◆ **WORK ORDER**: Only these lines are needed: the first line of the entries below through the line with "Fiat-Shamir transcript. The", each returned exactly.

RECORDS PROVIDED section start

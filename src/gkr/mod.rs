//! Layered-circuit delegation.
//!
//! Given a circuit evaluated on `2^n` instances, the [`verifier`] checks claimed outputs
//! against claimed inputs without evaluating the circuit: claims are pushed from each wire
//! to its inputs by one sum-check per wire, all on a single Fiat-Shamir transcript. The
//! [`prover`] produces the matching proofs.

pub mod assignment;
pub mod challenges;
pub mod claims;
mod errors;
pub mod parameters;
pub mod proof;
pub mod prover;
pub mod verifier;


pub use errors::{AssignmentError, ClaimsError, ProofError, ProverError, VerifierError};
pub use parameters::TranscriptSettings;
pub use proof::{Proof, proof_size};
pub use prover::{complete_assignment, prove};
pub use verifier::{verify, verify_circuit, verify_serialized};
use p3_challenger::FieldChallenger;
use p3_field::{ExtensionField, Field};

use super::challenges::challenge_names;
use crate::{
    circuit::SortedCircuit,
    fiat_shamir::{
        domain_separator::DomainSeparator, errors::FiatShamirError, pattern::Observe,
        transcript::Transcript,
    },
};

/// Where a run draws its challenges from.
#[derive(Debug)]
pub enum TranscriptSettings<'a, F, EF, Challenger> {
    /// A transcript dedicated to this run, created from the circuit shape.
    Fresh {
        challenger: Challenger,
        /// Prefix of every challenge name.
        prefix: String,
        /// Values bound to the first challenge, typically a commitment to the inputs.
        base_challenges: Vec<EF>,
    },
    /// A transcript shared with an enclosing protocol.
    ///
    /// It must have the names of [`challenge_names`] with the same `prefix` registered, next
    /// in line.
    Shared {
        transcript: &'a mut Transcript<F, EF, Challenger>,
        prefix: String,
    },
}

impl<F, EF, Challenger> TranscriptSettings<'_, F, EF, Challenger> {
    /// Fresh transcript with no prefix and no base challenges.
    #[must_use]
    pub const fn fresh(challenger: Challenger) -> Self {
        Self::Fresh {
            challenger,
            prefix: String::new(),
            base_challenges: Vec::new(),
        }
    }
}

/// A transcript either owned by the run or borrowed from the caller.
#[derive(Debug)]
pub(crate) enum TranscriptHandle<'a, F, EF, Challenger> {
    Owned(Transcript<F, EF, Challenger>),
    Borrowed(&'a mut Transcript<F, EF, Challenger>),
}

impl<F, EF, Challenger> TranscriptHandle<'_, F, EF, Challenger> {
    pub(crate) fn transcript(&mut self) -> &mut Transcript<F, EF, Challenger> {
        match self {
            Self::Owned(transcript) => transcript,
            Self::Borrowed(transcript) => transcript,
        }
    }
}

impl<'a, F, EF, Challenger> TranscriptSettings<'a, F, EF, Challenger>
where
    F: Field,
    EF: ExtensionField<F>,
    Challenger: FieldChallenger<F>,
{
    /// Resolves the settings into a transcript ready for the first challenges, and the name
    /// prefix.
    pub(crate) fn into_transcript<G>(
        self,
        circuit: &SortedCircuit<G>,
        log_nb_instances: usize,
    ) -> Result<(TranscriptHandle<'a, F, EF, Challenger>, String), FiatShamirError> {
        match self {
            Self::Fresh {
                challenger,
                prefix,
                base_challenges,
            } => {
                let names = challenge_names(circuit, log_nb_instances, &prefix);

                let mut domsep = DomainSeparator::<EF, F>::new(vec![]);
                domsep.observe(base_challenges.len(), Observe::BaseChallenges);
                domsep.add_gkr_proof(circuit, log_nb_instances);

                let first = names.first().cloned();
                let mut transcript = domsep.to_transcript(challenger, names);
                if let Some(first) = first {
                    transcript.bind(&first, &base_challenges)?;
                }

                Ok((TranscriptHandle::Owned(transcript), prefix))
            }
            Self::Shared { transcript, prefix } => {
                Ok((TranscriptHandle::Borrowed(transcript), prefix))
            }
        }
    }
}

RECORDS PROVIDED section end

◆ **SOLUTION FOR THIS TASK**:
filename src/gkr/mod.rs
//! Layered-circuit delegation.
//!
//! Given a circuit evaluated on `2^n` instances, the [`verifier`] checks claimed outputs
//! against claimed inputs without evaluating the circuit: claims are pushed from each wire
//! to its inputs by one sum-check per wire, all on a single Fiat-Shamir transcript. The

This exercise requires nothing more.